- Exercise objective -
Below are some entries. Repeat exactly the lines from the one with "pub async fn list(&self, user_id: i64)" through the one with "pub async fn increment(&self, request: IncrementProgressRequest)", and only those.

# # # # #

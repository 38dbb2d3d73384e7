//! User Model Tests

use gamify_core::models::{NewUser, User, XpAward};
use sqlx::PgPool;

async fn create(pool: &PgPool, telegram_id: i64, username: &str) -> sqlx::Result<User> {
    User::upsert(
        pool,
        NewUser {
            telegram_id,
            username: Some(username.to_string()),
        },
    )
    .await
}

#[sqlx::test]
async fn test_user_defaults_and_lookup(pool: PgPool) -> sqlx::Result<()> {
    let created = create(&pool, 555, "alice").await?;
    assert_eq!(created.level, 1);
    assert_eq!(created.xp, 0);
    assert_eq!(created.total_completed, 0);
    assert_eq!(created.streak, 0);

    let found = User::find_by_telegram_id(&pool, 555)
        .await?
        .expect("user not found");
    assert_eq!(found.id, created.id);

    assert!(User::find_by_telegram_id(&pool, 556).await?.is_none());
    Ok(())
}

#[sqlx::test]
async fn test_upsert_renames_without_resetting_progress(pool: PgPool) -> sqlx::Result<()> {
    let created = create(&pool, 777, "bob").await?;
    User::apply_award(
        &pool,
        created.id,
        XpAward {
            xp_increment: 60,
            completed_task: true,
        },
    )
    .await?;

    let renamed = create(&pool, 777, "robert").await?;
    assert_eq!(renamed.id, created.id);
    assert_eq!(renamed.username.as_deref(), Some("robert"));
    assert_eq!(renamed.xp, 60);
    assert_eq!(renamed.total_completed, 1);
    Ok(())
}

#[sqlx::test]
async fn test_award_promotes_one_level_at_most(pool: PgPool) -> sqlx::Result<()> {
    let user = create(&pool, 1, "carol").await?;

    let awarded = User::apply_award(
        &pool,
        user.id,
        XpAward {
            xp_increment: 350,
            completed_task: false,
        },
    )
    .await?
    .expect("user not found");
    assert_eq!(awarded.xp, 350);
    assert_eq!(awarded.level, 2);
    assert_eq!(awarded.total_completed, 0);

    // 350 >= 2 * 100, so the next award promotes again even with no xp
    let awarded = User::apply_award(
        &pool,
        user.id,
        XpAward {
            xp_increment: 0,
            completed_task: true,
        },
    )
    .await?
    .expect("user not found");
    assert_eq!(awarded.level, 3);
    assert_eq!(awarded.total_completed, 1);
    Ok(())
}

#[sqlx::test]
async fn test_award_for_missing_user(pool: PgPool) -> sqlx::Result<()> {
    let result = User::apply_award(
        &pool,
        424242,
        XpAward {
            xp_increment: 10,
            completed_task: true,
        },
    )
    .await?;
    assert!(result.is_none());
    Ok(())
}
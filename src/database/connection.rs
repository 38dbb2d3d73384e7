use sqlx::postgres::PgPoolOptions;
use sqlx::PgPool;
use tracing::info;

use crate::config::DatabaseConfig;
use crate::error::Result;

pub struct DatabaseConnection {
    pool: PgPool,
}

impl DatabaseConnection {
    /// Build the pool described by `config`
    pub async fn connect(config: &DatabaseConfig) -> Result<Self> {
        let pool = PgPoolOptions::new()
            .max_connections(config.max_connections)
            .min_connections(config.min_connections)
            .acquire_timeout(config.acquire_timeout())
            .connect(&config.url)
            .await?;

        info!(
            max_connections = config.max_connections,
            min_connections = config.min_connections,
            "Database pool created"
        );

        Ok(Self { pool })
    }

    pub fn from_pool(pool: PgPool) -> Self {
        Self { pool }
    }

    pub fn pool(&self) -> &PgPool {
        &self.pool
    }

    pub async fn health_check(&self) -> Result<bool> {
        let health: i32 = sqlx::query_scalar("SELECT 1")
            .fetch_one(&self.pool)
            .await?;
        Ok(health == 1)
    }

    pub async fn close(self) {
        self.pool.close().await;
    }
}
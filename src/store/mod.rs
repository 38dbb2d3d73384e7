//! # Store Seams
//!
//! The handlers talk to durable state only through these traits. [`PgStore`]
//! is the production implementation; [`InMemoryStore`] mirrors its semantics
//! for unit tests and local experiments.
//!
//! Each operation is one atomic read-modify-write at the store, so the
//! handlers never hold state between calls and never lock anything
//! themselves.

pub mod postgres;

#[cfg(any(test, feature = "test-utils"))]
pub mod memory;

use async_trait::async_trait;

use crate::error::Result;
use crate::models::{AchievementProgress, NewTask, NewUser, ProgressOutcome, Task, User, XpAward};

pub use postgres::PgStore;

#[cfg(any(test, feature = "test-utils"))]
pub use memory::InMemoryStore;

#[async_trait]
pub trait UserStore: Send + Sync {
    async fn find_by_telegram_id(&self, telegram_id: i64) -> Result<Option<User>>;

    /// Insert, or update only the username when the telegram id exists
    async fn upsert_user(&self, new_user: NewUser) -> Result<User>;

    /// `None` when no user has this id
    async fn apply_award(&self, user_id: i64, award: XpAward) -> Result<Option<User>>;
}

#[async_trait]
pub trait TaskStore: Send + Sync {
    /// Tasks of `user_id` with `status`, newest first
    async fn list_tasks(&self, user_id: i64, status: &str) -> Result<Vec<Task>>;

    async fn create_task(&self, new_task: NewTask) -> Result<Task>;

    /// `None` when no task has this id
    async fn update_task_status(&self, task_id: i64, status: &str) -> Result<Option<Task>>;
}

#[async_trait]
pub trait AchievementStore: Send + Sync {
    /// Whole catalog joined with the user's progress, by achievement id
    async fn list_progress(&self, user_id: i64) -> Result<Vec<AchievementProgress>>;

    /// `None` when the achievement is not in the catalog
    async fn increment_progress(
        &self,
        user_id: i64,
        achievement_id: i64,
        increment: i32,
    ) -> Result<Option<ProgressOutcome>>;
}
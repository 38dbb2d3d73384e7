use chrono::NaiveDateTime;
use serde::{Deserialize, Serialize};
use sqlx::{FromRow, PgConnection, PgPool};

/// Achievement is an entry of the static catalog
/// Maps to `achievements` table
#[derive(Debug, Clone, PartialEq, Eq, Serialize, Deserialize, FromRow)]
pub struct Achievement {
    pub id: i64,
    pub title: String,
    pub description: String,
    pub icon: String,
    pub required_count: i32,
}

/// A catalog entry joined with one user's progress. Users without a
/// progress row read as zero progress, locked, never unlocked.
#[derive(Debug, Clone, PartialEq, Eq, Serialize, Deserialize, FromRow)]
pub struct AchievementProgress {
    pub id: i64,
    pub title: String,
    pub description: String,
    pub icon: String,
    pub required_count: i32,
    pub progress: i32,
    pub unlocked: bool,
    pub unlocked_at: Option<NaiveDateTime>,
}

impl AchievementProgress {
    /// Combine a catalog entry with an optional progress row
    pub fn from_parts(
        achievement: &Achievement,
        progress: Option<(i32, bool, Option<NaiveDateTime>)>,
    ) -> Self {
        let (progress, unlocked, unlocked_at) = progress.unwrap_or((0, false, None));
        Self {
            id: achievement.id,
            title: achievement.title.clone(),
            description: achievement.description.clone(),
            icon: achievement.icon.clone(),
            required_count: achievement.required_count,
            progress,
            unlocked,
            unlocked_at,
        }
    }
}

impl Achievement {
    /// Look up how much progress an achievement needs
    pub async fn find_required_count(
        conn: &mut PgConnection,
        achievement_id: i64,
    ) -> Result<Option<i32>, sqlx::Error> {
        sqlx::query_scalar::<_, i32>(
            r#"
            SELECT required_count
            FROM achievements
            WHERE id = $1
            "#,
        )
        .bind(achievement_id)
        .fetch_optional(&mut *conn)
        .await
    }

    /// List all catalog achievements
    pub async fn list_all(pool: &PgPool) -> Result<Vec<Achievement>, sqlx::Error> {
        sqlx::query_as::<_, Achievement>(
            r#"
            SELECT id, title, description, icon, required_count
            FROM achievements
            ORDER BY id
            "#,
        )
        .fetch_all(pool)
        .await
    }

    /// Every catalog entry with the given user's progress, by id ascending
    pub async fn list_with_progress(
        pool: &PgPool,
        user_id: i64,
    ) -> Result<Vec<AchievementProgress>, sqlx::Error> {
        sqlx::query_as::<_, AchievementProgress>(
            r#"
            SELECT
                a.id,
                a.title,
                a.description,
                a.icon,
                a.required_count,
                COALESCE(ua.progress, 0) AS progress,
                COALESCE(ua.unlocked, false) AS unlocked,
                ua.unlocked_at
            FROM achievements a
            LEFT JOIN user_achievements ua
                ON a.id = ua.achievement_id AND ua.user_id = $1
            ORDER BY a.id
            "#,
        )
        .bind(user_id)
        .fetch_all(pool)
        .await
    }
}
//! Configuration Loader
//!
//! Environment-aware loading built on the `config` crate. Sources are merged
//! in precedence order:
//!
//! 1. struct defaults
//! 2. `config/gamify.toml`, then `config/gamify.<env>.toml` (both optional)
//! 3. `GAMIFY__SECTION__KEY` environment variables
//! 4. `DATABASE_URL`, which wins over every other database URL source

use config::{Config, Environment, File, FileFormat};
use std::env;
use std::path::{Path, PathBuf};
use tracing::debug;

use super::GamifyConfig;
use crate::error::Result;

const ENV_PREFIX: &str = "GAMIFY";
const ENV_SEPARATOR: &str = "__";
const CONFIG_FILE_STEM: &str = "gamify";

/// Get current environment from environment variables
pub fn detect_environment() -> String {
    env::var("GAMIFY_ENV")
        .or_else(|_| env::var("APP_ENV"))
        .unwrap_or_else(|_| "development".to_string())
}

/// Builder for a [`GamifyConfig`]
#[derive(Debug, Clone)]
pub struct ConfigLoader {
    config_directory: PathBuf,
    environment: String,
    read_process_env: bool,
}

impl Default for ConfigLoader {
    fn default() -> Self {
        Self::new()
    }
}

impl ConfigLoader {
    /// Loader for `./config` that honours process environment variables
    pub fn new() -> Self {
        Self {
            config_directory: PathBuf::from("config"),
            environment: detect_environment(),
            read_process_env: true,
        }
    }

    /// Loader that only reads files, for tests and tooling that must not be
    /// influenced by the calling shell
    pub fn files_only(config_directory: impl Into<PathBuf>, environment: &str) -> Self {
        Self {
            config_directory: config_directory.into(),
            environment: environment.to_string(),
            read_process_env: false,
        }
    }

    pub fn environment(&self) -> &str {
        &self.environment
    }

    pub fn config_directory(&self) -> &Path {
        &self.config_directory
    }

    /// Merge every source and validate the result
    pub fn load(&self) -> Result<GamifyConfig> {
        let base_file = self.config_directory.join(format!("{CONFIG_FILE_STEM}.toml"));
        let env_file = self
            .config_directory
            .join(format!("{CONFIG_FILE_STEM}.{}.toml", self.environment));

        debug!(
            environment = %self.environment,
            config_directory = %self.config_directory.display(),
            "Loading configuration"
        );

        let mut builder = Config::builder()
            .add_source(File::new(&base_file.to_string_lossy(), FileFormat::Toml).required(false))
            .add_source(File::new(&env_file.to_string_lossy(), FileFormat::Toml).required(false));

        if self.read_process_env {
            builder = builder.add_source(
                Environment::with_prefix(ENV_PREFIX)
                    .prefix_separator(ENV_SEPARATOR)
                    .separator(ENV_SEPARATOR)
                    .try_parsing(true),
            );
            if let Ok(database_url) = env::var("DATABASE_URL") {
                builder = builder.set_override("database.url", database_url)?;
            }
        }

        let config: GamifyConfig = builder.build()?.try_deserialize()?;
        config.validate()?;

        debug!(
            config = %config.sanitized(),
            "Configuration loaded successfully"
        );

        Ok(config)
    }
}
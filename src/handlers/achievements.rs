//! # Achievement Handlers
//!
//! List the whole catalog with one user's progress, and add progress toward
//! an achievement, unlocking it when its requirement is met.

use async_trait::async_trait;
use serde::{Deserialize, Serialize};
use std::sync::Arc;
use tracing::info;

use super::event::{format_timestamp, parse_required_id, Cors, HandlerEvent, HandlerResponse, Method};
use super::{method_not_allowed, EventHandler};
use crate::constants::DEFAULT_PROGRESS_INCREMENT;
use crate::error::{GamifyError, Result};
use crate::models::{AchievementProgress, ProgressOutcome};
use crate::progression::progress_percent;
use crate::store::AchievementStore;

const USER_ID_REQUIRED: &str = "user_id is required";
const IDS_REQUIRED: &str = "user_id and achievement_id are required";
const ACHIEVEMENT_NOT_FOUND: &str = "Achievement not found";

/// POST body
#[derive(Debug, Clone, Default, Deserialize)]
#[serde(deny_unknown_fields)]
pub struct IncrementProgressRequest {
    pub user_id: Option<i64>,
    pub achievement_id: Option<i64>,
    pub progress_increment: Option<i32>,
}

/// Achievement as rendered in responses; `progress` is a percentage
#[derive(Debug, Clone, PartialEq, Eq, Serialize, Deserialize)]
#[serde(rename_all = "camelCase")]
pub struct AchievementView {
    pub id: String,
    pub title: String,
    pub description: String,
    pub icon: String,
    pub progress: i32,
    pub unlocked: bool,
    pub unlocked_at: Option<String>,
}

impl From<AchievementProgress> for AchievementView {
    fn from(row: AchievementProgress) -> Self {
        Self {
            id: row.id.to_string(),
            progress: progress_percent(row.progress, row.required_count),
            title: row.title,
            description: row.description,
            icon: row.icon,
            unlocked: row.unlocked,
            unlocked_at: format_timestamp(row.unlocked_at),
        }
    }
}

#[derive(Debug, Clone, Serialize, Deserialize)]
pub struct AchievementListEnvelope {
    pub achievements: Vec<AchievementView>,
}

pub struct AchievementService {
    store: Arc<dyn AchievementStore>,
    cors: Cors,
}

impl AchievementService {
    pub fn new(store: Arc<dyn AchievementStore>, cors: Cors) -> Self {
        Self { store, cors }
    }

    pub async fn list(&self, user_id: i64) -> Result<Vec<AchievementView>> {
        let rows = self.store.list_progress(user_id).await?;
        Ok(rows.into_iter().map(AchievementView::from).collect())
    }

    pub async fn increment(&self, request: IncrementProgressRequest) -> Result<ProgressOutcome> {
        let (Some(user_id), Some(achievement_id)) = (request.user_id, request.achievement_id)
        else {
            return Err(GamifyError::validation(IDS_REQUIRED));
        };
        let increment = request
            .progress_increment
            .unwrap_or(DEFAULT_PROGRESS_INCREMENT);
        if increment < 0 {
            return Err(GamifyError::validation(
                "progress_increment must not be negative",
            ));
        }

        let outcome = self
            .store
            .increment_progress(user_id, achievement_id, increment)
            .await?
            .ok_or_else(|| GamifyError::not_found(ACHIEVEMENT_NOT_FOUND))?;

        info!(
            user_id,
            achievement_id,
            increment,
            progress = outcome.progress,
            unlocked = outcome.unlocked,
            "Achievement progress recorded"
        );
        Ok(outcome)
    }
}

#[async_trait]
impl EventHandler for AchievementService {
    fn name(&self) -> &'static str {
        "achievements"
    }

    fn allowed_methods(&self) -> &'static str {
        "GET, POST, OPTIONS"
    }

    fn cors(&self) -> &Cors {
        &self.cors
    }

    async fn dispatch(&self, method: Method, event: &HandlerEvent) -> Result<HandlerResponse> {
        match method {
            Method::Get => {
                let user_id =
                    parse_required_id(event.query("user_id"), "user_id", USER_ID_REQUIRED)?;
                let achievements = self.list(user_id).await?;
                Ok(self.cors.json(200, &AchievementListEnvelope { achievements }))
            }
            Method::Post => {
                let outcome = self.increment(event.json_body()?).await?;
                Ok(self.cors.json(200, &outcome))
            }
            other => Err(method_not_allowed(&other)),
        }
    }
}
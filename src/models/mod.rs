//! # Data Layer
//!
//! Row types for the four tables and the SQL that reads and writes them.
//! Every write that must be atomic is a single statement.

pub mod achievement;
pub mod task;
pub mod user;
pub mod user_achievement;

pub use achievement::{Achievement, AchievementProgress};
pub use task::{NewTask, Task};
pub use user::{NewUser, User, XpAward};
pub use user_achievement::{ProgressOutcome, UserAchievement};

# # # # #

- Solution to this task -
    pub async fn list(&self, user_id: i64) -> Result<Vec<AchievementView>> {
        let rows = self.store.list_progress(user_id).await?;
        Ok(rows.into_iter().map(AchievementView::from).collect())
    }

    pub async fn increment(&self, request: IncrementProgressRequest) -> Result<ProgressOutcome> {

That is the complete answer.